# scatterplot in r: How to create scatterplot in r

Graphs and charts are visual representations of the data. If you are working in the data science field, your goal is to make sense of the large data. The data analysis contains three processes.

1. Data Extraction
2. Cleaning and manipulating the data
3. Create a graph or chart of the gathered data to analyze further.

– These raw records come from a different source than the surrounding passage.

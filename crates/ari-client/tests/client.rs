//! HTTP behavior of the ARI client against a mock ACME server.

use ari_client::{AriClient, AriError};
use ari_core::CertificateIdentifier;
use serde_json::json;
use std::time::Duration;
use wiremock::matchers::{header_regex, method, path};
use wiremock::{Mock, MockServer, ResponseTemplate};

fn cert_id() -> CertificateIdentifier {
    CertificateIdentifier::from_parts(&[0xaa, 0xbb, 0xcc], &[0x80, 0x01])
}

async fn mount_directory(server: &MockServer) {
    Mock::given(method("GET"))
        .and(path("/directory"))
        .respond_with(ResponseTemplate::new(200).set_body_json(json!({
            "newNonce": format!("{}/nonce", server.uri()),
            "newOrder": format!("{}/order", server.uri()),
            "renewalInfo": format!("{}/renewal-info", server.uri()),
        })))
        .mount(server)
        .await;
}

#[tokio::test]
async fn discovers_renewal_info_endpoint() {
    let server = MockServer::start().await;
    mount_directory(&server).await;

    let client = AriClient::new().unwrap();
    let url = client
        .directory()
        .renewal_info_url(&format!("{}/directory", server.uri()))
        .await
        .unwrap();

    assert_eq!(url, format!("{}/renewal-info", server.uri()));
}

#[tokio::test]
async fn directory_without_renewal_info_is_an_error() {
    let server = MockServer::start().await;
    Mock::given(method("GET"))
        .and(path("/directory"))
        .respond_with(ResponseTemplate::new(200).set_body_json(json!({
            "newOrder": "https://ca.example/order"
        })))
        .mount(&server)
        .await;

    let client = AriClient::new().unwrap();
    let err = client
        .directory()
        .renewal_info_url(&format!("{}/directory", server.uri()))
        .await
        .unwrap_err();

    assert!(matches!(err, AriError::MissingRenewalInfo { .. }), "{err}");
}

#[tokio::test]
async fn directory_server_error_is_a_status_error() {
    let server = MockServer::start().await;
    Mock::given(method("GET"))
        .and(path("/directory"))
        .respond_with(ResponseTemplate::new(503))
        .mount(&server)
        .await;

    let client = AriClient::new().unwrap();
    let err = client
        .directory()
        .fetch(&format!("{}/directory", server.uri()))
        .await
        .unwrap_err();

    assert_eq!(err.status_code(), Some(503));
}

#[tokio::test]
async fn looks_up_renewal_info_by_identifier() {
    let server = MockServer::start().await;
    mount_directory(&server).await;
    Mock::given(method("GET"))
        .and(path(format!("/renewal-info/{}", cert_id())))
        .respond_with(ResponseTemplate::new(200).set_body_json(json!({
            "suggestedWindow": {
                "start": "2025-01-02T04:00:00Z",
                "end": "2025-01-03T04:00:00.000000001Z"
            },
            "explanationURL": "https://ca.example/why"
        })))
        .expect(1)
        .mount(&server)
        .await;

    let client = AriClient::new().unwrap();
    let info = client
        .renewal_info()
        .lookup(&format!("{}/directory", server.uri()), &cert_id())
        .await
        .unwrap();

    assert_eq!(info.explanation_url.as_deref(), Some("https://ca.example/why"));
    let window = info.window().unwrap();
    assert_eq!(window.duration(), chrono::Duration::days(1));
}

#[tokio::test]
async fn unknown_certificate_is_not_found() {
    let server = MockServer::start().await;
    mount_directory(&server).await;
    Mock::given(method("GET"))
        .and(path(format!("/renewal-info/{}", cert_id())))
        .respond_with(ResponseTemplate::new(404))
        .mount(&server)
        .await;

    let client = AriClient::new().unwrap();
    let err = client
        .renewal_info()
        .lookup(&format!("{}/directory", server.uri()), &cert_id())
        .await
        .unwrap_err();

    assert!(err.is_not_found());
}

#[tokio::test]
async fn malformed_body_is_a_json_error() {
    let server = MockServer::start().await;
    mount_directory(&server).await;
    Mock::given(method("GET"))
        .and(path(format!("/renewal-info/{}", cert_id())))
        .respond_with(ResponseTemplate::new(200).set_body_string("{\"suggestedWindow\": 3}"))
        .mount(&server)
        .await;

    let client = AriClient::new().unwrap();
    let err = client
        .renewal_info()
        .lookup(&format!("{}/directory", server.uri()), &cert_id())
        .await
        .unwrap_err();

    assert!(matches!(err, AriError::Json(_)), "{err}");
}

#[tokio::test]
async fn sends_product_user_agent() {
    let server = MockServer::start().await;
    Mock::given(method("GET"))
        .and(path("/directory"))
        .and(header_regex("user-agent", r"^ari-check/\d+\.\d+\.\d+$"))
        .respond_with(ResponseTemplate::new(200).set_body_json(json!({})))
        .expect(1)
        .mount(&server)
        .await;

    let client = AriClient::new().unwrap();
    client
        .directory()
        .fetch(&format!("{}/directory", server.uri()))
        .await
        .unwrap();
}

#[tokio::test]
async fn slow_server_times_out() {
    let server = MockServer::start().await;
    Mock::given(method("GET"))
        .and(path("/directory"))
        .respond_with(
            ResponseTemplate::new(200)
                .set_body_json(json!({}))
                .set_delay(Duration::from_secs(2)),
        )
        .mount(&server)
        .await;

    let client = AriClient::builder()
        .timeout(Duration::from_millis(200))
        .build()
        .unwrap();
    let err = client
        .directory()
        .fetch(&format!("{}/directory", server.uri()))
        .await
        .unwrap_err();

    assert!(matches!(err, AriError::Timeout(_)), "{err}");
}

#[tokio::test]
async fn refused_connection_is_a_connection_error() {
    let listener = std::net::TcpListener::bind("127.0.0.1:0").unwrap();
    let addr = listener.local_addr().unwrap();
    drop(listener);

    let client = AriClient::new().unwrap();
    let err = client
        .directory()
        .fetch(&format!("http://{addr}/directory"))
        .await
        .unwrap_err();

    assert!(matches!(err, AriError::Connection(_)), "{err}");
}

#[tokio::test]
async fn invalid_url_is_rejected_before_sending() {
    let client = AriClient::new().unwrap();
    let err = client.directory().fetch("not a url").await.unwrap_err();
    assert!(matches!(err, AriError::InvalidUrl(_)), "{err}");
}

Graphs and charts are incredible tools to simplify complex analysis. But before we begin, let’s understand some basic plotting concepts like scatter plot and correlation.

## What is correlation?

Correlation is a statistical measure that shows how two variables are linearly related. In simple meaning, they change together at a constant rate.

### Positive correlation

When the y variable increases as the x variable increases, it is called a positive correlation between the variables.

### Negative correlation

When the y variable decreases as the x variable increases, it is called a negative correlation between the variables.

### No correlation

When there is no clear relationship between the two variables, there is no correlation between the two variables.

## scatterplot in r

A scatterplot in r is a type of data visualization that explains the relationship between two numerical variables. A scatterplot pairs up values of two quantitative variables in a data set and displays them as geometric points inside a Cartesian diagram. A scatterplot is a set of dotted points representing individual pieces of data in the horizontal and vertical axis.

To create a scatterplot, use the plot() function. Each dataset element gets plotted as a point whose (x, y) coordinates relate to its values for the two variables.

For a data set, we will use the shows_data.csv file. From that csv file, we will use Year and IMDb columns to draw a scatterplot.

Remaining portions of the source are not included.